The check runs before any resolver work, so failures exit cheaply.

lpm install --no-engine-strict            # skip enforcement for this invocation

Persistent opt-out:

package.json > lpm > engineStrict = false (per-project)
~/.lpm/config.toml > engine-strict = false (per-user)

Precedence: CLI flag > package.json > lpm.engineStrict > ~/.lpm/config.toml > default (true).

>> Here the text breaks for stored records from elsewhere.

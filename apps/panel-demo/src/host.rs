//! Simulated host: owns the views, the percent infrastructure, and the
//! frame application the platform's renderer would normally do.

use std::cell::Cell;

use slideover_core::{Rect, TransitionContext, ViewRole};

/// What the driver asked the percent infrastructure to do at release.
#[derive(Clone, Copy, Debug, PartialEq, Eq)]
pub enum Resolution {
    Finished,
    Cancelled,
}

/// Concrete [`TransitionContext`] with real view-frame storage.
pub struct DemoContext {
    container: Rect,
    initial_frames: [Rect; 2],
    final_frames: [Rect; 2],
    frames: [Cell<Rect>; 2],
    mounted: Cell<bool>,
    percent: Cell<f32>,
    cancelled: Cell<bool>,
    resolution: Cell<Option<Resolution>>,
    outcome: Cell<Option<bool>>,
}

impl DemoContext {
    fn new(container: Rect, initial_frames: [Rect; 2], final_frames: [Rect; 2]) -> Self {
        Self {
            container,
            initial_frames,
            final_frames,
            frames: [Cell::new(initial_frames[0]), Cell::new(initial_frames[1])],
            mounted: Cell::new(false),
            percent: Cell::new(0.0),
            cancelled: Cell::new(false),
            resolution: Cell::new(None),
            outcome: Cell::new(None),
        }
    }

    /// Context for presenting `panel` over a screen filling `container`.
    pub fn presenting(container: Rect, panel: Rect) -> Self {
        Self::new(container, [container, panel], [container, panel])
    }

    /// Context for dismissing `panel`, revealing the screen beneath it.
    pub fn dismissing(container: Rect, panel: Rect) -> Self {
        Self::new(container, [panel, container], [panel, container])
    }

    pub fn percent(&self) -> f32 {
        self.percent.get()
    }

    pub fn resolution(&self) -> Option<Resolution> {
        self.resolution.get()
    }

    pub fn outcome(&self) -> Option<bool> {
        self.outcome.get()
    }

    pub fn frame(&self, role: ViewRole) -> Rect {
        self.frames[Self::index(role)].get()
    }

    /// The renderer applying a frame to a view.
    pub fn place(&self, role: ViewRole, frame: Rect) {
        self.frames[Self::index(role)].set(frame);
    }

    fn index(role: ViewRole) -> usize {
        match role {
            ViewRole::From => 0,
            ViewRole::To => 1,
        }
    }
}

impl TransitionContext for DemoContext {
    fn container_bounds(&self) -> Rect {
        self.container
    }

    fn initial_frame(&self, role: ViewRole) -> Rect {
        self.initial_frames[Self::index(role)]
    }

    fn final_frame(&self, role: ViewRole) -> Rect {
        self.final_frames[Self::index(role)]
    }

    fn mount_view(&self, role: ViewRole) {
        log::debug!("mounting {role:?} view into the container");
        self.mounted.set(true);
    }

    fn set_frame(&self, role: ViewRole, frame: Rect) {
        self.place(role, frame);
    }

    fn update_percent(&self, percent: f32) {
        self.percent.set(percent);
    }

    fn finish(&self) {
        self.cancelled.set(false);
        self.resolution.set(Some(Resolution::Finished));
    }

    fn cancel(&self) {
        self.cancelled.set(true);
        self.resolution.set(Some(Resolution::Cancelled));
    }

    fn was_cancelled(&self) -> bool {
        self.cancelled.get()
    }

    fn complete_transition(&self, did_complete: bool) {
        self.outcome.set(Some(did_complete));
    }
}
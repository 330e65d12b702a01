//! Gesture stream model consumed by the transition machinery.
//!
//! The platform recognises raw touches and reports discrete phase
//! transitions with continuous position samples. This module only models
//! that stream; it never inspects touches itself.

use crate::geometry::{Point, Vector};

/// Discrete lifecycle phase reported for a live gesture.
#[derive(Clone, Copy, Debug, PartialEq, Eq)]
pub enum GesturePhase {
    /// The platform recognised the gesture. The trigger reacts to this by
    /// opening a transition request; drivers take no action of their own.
    Began,
    /// The finger moved and a fresh position sample is available.
    Changed,
    /// The finger lifted cleanly.
    Ended,
    /// The platform interrupted or disowned the gesture.
    Cancelled,
}

/// One sample of a live drag.
#[derive(Clone, Copy, Debug, PartialEq)]
pub struct GestureSample {
    pub phase: GesturePhase,
    /// Pointer location in the transition container's coordinate space.
    /// Both endpoints' views move during the slide; the container is the
    /// only stationary space to measure in.
    pub location: Point,
    /// Translation accumulated since the gesture began, in the dragged
    /// view's coordinate space.
    pub translation: Vector,
}

impl GestureSample {
    pub fn new(phase: GesturePhase, location: Point, translation: Vector) -> Self {
        Self {
            phase,
            location,
            translation,
        }
    }
}

/// How a transition request was triggered.
///
/// Recorded once when the trigger fires and matched once by the
/// coordinator; there is no re-inspection of gesture objects at dispatch
/// time.
#[derive(Clone, Copy, Debug, PartialEq, Eq)]
pub enum GestureKind {
    /// A pan anchored to a screen edge.
    EdgeSwipe,
    /// A pan that may begin anywhere on the presented surface.
    FreeDrag,
    /// No live gesture: a tap or a direct API call.
    Programmatic,
}

impl GestureKind {
    /// Returns true when a live drag will be feeding samples to a driver.
    #[inline]
    pub fn is_live(self) -> bool {
        !matches!(self, GestureKind::Programmatic)
    }
}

Under engineStrict = false the constraints are still parsed and any mismatches print as stderr warnings (suppressed under --json).

The same gate runs for lpm rebuild and lpm add (preflight, before any manifest mutation).

Flags

Flag	Effect
`-D`, `--save-dev`	Save under `devDependencies`
`-g`, `--global`	Install into `~/.lpm/global/` instead of the project (exposes bins on PATH)
`--offline`	Never touch the network
`--force`	Bypass fast-exit hash check, skip the lockfile, re-download, re-link from scratch
`--allow-new`	Skip the minimum-release-age cooldown
`--min-release-age <DUR>`	Override the cooldown (`<N>h`, `<N>d`, or seconds; `0` disables)
`--strict-integrity`	Require manifest-declared SRI for tarball-URL deps
`--strict-peer-dependencies`	Fail when required peers are missing, peer ranges mismatch, or peer requirements conflict
`--no-strict-peer-dependencies`	Disable strict peer failures for this invocation, overriding project or user config
`--linker <isolated\|hoisted>`	Linking layout (default starts `hoisted`; workspaces and default peer-conflict installs use `isolated`)
`--policy <deny\|allow\|triage>`	Lifecycle-script policy for this invocation
`--yolo`	Alias for `--policy=allow`
`--triage`	Alias for `--policy=triage`
`--advisor <none\|claude-cli\|codex\|ollama>`	Triage advisor override (only consulted under `--policy=triage`)
`--auto-build`	Auto-run `lpm rebuild` for trusted packages after install
`--strict-sandbox`	Engage strict sandbox for this install's lifecycle scripts (filesystem containment + env scrubbing + outbound network denial)
`--paranoid`	Alias for `--strict-sandbox`
`--no-sandbox`	Drop all sandbox containment for this install's lifecycle scripts (debug only — also drops env scrubbing)
`--exact`	Save exact version (no prefix)
`--tilde`	Save with `~` prefix
`--save-prefix <P>`	Override save prefix (`^`, `~`, or `""`)
`--catalog[=<NAME>]`	Save through the default or named root catalog when the catalog entry matches
`--filter <EXPR>`	Workspace filter (mutually exclusive with `-w`)
`--filter-prod <EXPR>`	Workspace filter with production-only dependency closures (mutually exclusive with `-w`)
`--changed-files-ignore-pattern <glob>`	Ignore matching git-diff paths for `[git-ref]` filters
`--test-pattern <glob>`	Treat matching git-diff paths as test-only for `[git-ref]` fan-out decisions
`-w`, `--workspace-root`	Target the root `package.json`
`--fail-if-no-match`	Exit non-zero if filters match nothing
`-y`, `--yes`	Skip the interactive multi-member confirm
`--no-skills`	Skip skills auto-install
`--no-editor-setup`	Skip editor auto-integration
`--no-security-summary`	Skip the post-install security report (faster CI)
`--ignore-provenance-drift <PKG>`	Skip provenance-drift check for one package (repeatable)
`--ignore-provenance-drift-all`	Skip the check for every package
`--no-engine-strict`	Skip `engines.lpm` / `engines.node` enforcement
`--audit-after-install`	Run audit after install for this run (informational only — never fails the install)
`--no-audit-after-install`	Skip audit after install for this run, overriding env + config
`--replace-bin <CMD>`	(`-g` only) Take ownership of a colliding bin name (repeatable)
`--alias <ORIG=ALIAS>`	(`-g` only) Install a declared bin under a different PATH name

Plus the global flags: --token, --registry, --json, --verbose, --insecure.